# About this exercise:
Count the lines in the following data that include "nothing". Please write only the number.

# Data section:
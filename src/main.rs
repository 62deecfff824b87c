use anyhow::Result;
use clap::Parser;
use tracing_subscriber::{layer::SubscriberExt, util::SubscriberInitExt};

use panelctl::cli::Cli;
use panelctl::config::Config;
use panelctl::AppContext;

#[tokio::main]
async fn main() -> Result<()> {
    let cli = Cli::parse();

    // Load configuration
    let mut config = Config::load(&cli.config)?;
    if let Some(api_url) = &cli.api_url {
        config.api.base_url = api_url.trim_end_matches('/').to_string();
    }

    // Initialize logging
    let log_level = cli
        .log_level
        .as_ref()
        .unwrap_or(&config.logging.level)
        .clone();

    tracing_subscriber::registry()
        .with(
            tracing_subscriber::EnvFilter::try_from_default_env()
                .unwrap_or_else(|_| tracing_subscriber::EnvFilter::new(&log_level)),
        )
        .with(tracing_subscriber::fmt::layer())
        .init();

    tracing::debug!("panelctl v{}", env!("CARGO_PKG_VERSION"));

    let ctx = AppContext::new(config)?;
    panelctl::cli::run_command(&cli, &ctx).await
}
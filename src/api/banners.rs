//! Banner CRUD. Banners carry separate desktop and mobile images.

use serde::{Deserialize, Serialize};

use super::{decode, decode_list};
use crate::client::error::ClientError;
use crate::client::ApiClient;

#[derive(Debug, Clone, Serialize, Deserialize)]
#[serde(rename_all = "camelCase")]
pub struct Banner {
    #[serde(rename = "_id")]
    pub id: String,
    pub title: String,
    pub slug: String,
    #[serde(default)]
    pub image_url: Option<String>,
    #[serde(default)]
    pub image_url_mobile: Option<String>,
}

#[derive(Debug, Clone, Default, Serialize)]
#[serde(rename_all = "camelCase")]
pub struct BannerInput {
    pub title: String,
    pub slug: String,
    pub image_url: Option<String>,
    pub image_url_mobile: Option<String>,
}

impl From<&Banner> for BannerInput {
    fn from(banner: &Banner) -> Self {
        Self {
            title: banner.title.clone(),
            slug: banner.slug.clone(),
            image_url: banner.image_url.clone(),
            image_url_mobile: banner.image_url_mobile.clone(),
        }
    }
}

pub async fn list(client: &ApiClient) -> Result<Vec<Banner>, ClientError> {
    decode_list(client.get_json("/banners/getAllBanners").await?)
}

pub async fn get(client: &ApiClient, id: &str) -> Result<Banner, ClientError> {
    list(client)
        .await?
        .into_iter()
        .find(|b| b.id == id)
        .ok_or_else(|| ClientError::Payload(format!("banner not found: {id}")))
}

pub async fn create(client: &ApiClient, input: &BannerInput) -> Result<Banner, ClientError> {
    decode(client.post_json("/banners/createBanner", input).await?)
}

pub async fn update(client: &ApiClient, id: &str, input: &BannerInput) -> Result<Banner, ClientError> {
    decode(
        client
            .put_json(&format!("/banners/updateBanner/{id}"), input)
            .await?,
    )
}

pub async fn delete(client: &ApiClient, id: &str) -> Result<(), ClientError> {
    client
        .delete_json(&format!("/banners/deleteBanner/{id}"))
        .await
        .map(|_| ())
}
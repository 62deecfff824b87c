//! Product CRUD plus the filtered list endpoints.

use serde::{Deserialize, Serialize};

use super::{decode, decode_list};
use crate::client::error::ClientError;
use crate::client::ApiClient;

#[derive(Debug, Clone, Serialize, Deserialize)]
#[serde(rename_all = "camelCase")]
pub struct Product {
    #[serde(rename = "_id")]
    pub id: String,
    pub name: String,
    pub slug: String,
    #[serde(default)]
    pub description: Option<String>,
    pub price: f64,
    #[serde(default)]
    pub stock: i64,
    #[serde(default)]
    pub images: Vec<String>,
    #[serde(default)]
    pub category: String,
    #[serde(default)]
    pub sub_category: String,
    /// Products are not featured unless explicitly flagged.
    #[serde(default)]
    pub is_featured: bool,
    #[serde(default = "default_active")]
    pub is_active: bool,
}

fn default_active() -> bool {
    true
}

#[derive(Debug, Clone, Serialize)]
#[serde(rename_all = "camelCase")]
pub struct ProductInput {
    pub name: String,
    pub slug: String,
    pub description: Option<String>,
    pub price: f64,
    pub stock: i64,
    pub images: Vec<String>,
    pub category: String,
    pub sub_category: String,
    pub is_featured: bool,
    pub is_active: bool,
}

impl Default for ProductInput {
    fn default() -> Self {
        Self {
            name: String::new(),
            slug: String::new(),
            description: None,
            price: 0.0,
            stock: 0,
            images: Vec::new(),
            category: String::new(),
            sub_category: String::new(),
            is_featured: false,
            is_active: true,
        }
    }
}

impl From<&Product> for ProductInput {
    fn from(product: &Product) -> Self {
        Self {
            name: product.name.clone(),
            slug: product.slug.clone(),
            description: product.description.clone(),
            price: product.price,
            stock: product.stock,
            images: product.images.clone(),
            category: product.category.clone(),
            sub_category: product.sub_category.clone(),
            is_featured: product.is_featured,
            is_active: product.is_active,
        }
    }
}

pub async fn list(client: &ApiClient) -> Result<Vec<Product>, ClientError> {
    decode_list(client.get_json("/products/getAllProducts").await?)
}

pub async fn list_active(client: &ApiClient) -> Result<Vec<Product>, ClientError> {
    decode_list(client.get_json("/products/getActiveProducts").await?)
}

pub async fn list_featured(client: &ApiClient) -> Result<Vec<Product>, ClientError> {
    decode_list(client.get_json("/products/getFeaturedProducts").await?)
}

pub async fn get_by_id(client: &ApiClient, id: &str) -> Result<Product, ClientError> {
    decode(client.get_json(&format!("/products/getProductById/{id}")).await?)
}

pub async fn get_by_slug(client: &ApiClient, slug: &str) -> Result<Product, ClientError> {
    decode(
        client
            .get_json(&format!("/products/getProductBySlug/{slug}"))
            .await?,
    )
}

pub async fn create(client: &ApiClient, input: &ProductInput) -> Result<Product, ClientError> {
    decode(client.post_json("/products/createProduct", input).await?)
}

pub async fn update(
    client: &ApiClient,
    id: &str,
    input: &ProductInput,
) -> Result<Product, ClientError> {
    decode(
        client
            .put_json(&format!("/products/updateProduct/{id}"), input)
            .await?,
    )
}

pub async fn delete(client: &ApiClient, id: &str) -> Result<(), ClientError> {
    client
        .delete_json(&format!("/products/deleteProduct/{id}"))
        .await
        .map(|_| ())
}

#[cfg(test)]
mod tests {
    use super::*;
    use serde_json::json;

    #[test]
    fn test_product_flag_defaults() {
        let product: Product = serde_json::from_value(json!({
            "_id": "p-1",
            "name": "Gömlek",
            "slug": "gomlek",
            "price": 149.9
        }))
        .unwrap();
        assert!(!product.is_featured);
        assert!(product.is_active);
        assert_eq!(product.stock, 0);
        assert!(product.images.is_empty());
    }

    #[test]
    fn test_input_serializes_camel_case() {
        let input = ProductInput {
            name: "Gömlek".into(),
            slug: "gomlek".into(),
            price: 149.9,
            sub_category: "erkek".into(),
            ..Default::default()
        };
        let value = serde_json::to_value(&input).unwrap();
        assert_eq!(value["subCategory"], json!("erkek"));
        assert_eq!(value["isFeatured"], json!(false));
        assert_eq!(value["isActive"], json!(true));
    }
}
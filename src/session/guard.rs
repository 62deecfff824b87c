//! Route guard: decides whether a navigation target may be shown.
//!
//! Mirrors the page-level guard of the dashboard: authenticated sessions are
//! bounced away from the login screen, unauthenticated ones are bounced to
//! it, and nothing protected is ever shown while the session is still being
//! resolved.

use crate::session::SessionStore;

/// Navigation targets, one per page route.
#[derive(Debug, Clone, Copy, PartialEq, Eq)]
pub enum Route {
    Login,
    Dashboard,
    Categories,
    Products,
    Banners,
    Campaigns,
    Announcements,
    Users,
}

/// Where the session stands while a navigation is evaluated.
#[derive(Debug, Clone, Copy, PartialEq, Eq)]
pub enum GuardState {
    /// Session not yet resolved; render a progress indicator only.
    Checking,
    Authenticated,
    Unauthenticated,
}

/// Outcome of a guard evaluation.
#[derive(Debug, Clone, Copy, PartialEq, Eq)]
pub enum Access {
    /// Show the target.
    Allow,
    /// No token and the target is protected.
    RedirectToLogin,
    /// Already authenticated and the target is the login screen.
    RedirectToDashboard,
    /// Still checking; show nothing protected yet.
    Wait,
}

/// Evaluate a navigation against an explicit guard state.
pub fn resolve(target: Route, state: GuardState) -> Access {
    match state {
        GuardState::Checking => Access::Wait,
        GuardState::Authenticated => {
            if target == Route::Login {
                Access::RedirectToDashboard
            } else {
                Access::Allow
            }
        }
        GuardState::Unauthenticated => {
            if target == Route::Login {
                Access::Allow
            } else {
                Access::RedirectToLogin
            }
        }
    }
}

/// Evaluate a navigation against the live session store.
pub fn check(target: Route, session: &SessionStore) -> Access {
    let state = if session.access_token().is_some() {
        GuardState::Authenticated
    } else {
        GuardState::Unauthenticated
    };
    resolve(target, state)
}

# Your response:
2